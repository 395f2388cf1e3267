//! IdP metadata endpoint.

use axum::extract::State;
use axum::http::{header, StatusCode};
use axum::response::IntoResponse;

use crate::state::AppState;

/// GET handler for `/saml/metadata`.
pub async fn idp_metadata(State(state): State<AppState>) -> impl IntoResponse {
    (
        StatusCode::OK,
        [(header::CONTENT_TYPE, "application/samlmetadata+xml")],
        state.idp_metadata.to_string(),
    )
}
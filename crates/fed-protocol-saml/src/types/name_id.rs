//! SAML Name ID types.

use super::NameIdFormat;
use crate::error::SamlResult;
use crate::xml::{escape, XmlElement};

/// SAML Name ID.
///
/// The partner-facing identifier of the subject being logged out.
#[derive(Debug, Clone, PartialEq, Eq)]
pub struct NameId {
    /// The actual identifier value.
    pub value: String,

    /// The format of the name identifier.
    pub format: Option<String>,

    /// The security or administrative domain that qualifies the name.
    pub name_qualifier: Option<String>,

    /// The service provider's entity ID that qualifies the name.
    pub sp_name_qualifier: Option<String>,
}

impl NameId {
    /// Creates a new name ID with the given value.
    #[must_use]
    pub fn new(value: impl Into<String>) -> Self {
        Self {
            value: value.into(),
            format: None,
            name_qualifier: None,
            sp_name_qualifier: None,
        }
    }

    /// Creates a new persistent name ID.
    #[must_use]
    pub fn persistent(value: impl Into<String>) -> Self {
        Self::new(value).with_format(NameIdFormat::Persistent)
    }

    /// Sets the format for this name ID.
    #[must_use]
    pub fn with_format(mut self, format: NameIdFormat) -> Self {
        self.format = Some(format.uri().to_string());
        self
    }

    /// Sets the format URI as received.
    #[must_use]
    pub fn with_format_uri(mut self, format: Option<String>) -> Self {
        self.format = format;
        self
    }

    /// Sets the SP name qualifier.
    #[must_use]
    pub fn with_sp_name_qualifier(mut self, qualifier: impl Into<String>) -> Self {
        self.sp_name_qualifier = Some(qualifier.into());
        self
    }

    /// Returns the parsed name ID format.
    #[must_use]
    pub fn parsed_format(&self) -> NameIdFormat {
        self.format
            .as_deref()
            .and_then(NameIdFormat::from_uri)
            .unwrap_or_default()
    }

    pub(crate) fn to_xml(&self) -> String {
        let mut attrs = String::new();
        for (name, value) in [
            ("Format", &self.format),
            ("NameQualifier", &self.name_qualifier),
            ("SPNameQualifier", &self.sp_name_qualifier),
        ] {
            if let Some(value) = value {
                attrs.push_str(&format!(r#" {name}="{}""#, escape(value)));
            }
        }
        format!("<saml:NameID{attrs}>{}</saml:NameID>", escape(&self.value))
    }

    pub(crate) fn from_element(element: &XmlElement) -> SamlResult<Self> {
        let name_id = element
            .child("NameID")
            .filter(|n| !n.text.is_empty())
            .ok_or_else(|| crate::error::SamlError::MissingElement("NameID".to_string()))?;
        Ok(Self {
            value: name_id.text.clone(),
            format: name_id.attr("Format").map(str::to_string),
            name_qualifier: name_id.attr("NameQualifier").map(str::to_string),
            sp_name_qualifier: name_id.attr("SPNameQualifier").map(str::to_string),
        })
    }
}
#[async_trait]
impl FallbackHandler for LogoutOrchestrator {
    /// Settles an attempt the browser did not bring back in time, then
    /// finishes the saga over the back channel.
    async fn on_deadline(&self, key: AttemptKey) {
        let Some(saga) = self.sagas.get(&key.saga_id).map(|s| s.clone()) else {
            self.attempts.remove(&key);
            return;
        };
        // Held from before the attempt is taken so a late response waits
        // for the held answer.
        let _driver = saga.driver.lock().await;
        let Some((_, attempt)) = self.attempts.remove(&key) else {
            return;
        };
        tracing::warn!(
            saga = %key.saga_id,
            partner = %key.entity_id,
            "No logout response in time, falling back to SOAP"
        );

        let outcome = self.fallback(&attempt).await;
        if let Err(err) = self.record(&attempt.session_key, &key.entity_id, outcome).await {
            tracing::warn!(saga = %key.saga_id, error = %err, "Could not record fallback outcome");
        }
        if let Err(err) = self
            .sessions
            .modify(
                &attempt.session_key,
                Box::new(|s: &mut FederationSession| s.channel = LogoutChannel::Back),
            )
            .await
        {
            tracing::warn!(saga = %key.saga_id, error = %err, "Could not switch saga to the back channel");
        }

        match self.drive(&key.saga_id, &saga, Some(&attempt)).await {
            Ok(step) => tracing::debug!(saga = %key.saga_id, step = ?step, "Saga continued after fallback"),
            Err(err) => tracing::warn!(saga = %key.saga_id, error = %err, "Saga failed after fallback"),
        }
    }
}

fn session_name_id(session: &FederationSession) -> NameId {
    NameId::new(session.name_id.clone()).with_format_uri(session.name_id_format.clone())
}

#[cfg(test)]
mod tests;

===============

» **TASK TO CARRY OUT**: State the count of lines holding the string "XmlElement" in the listing above, and nothing else.

» **SOLUTION TO THIS EXERCISE**: 2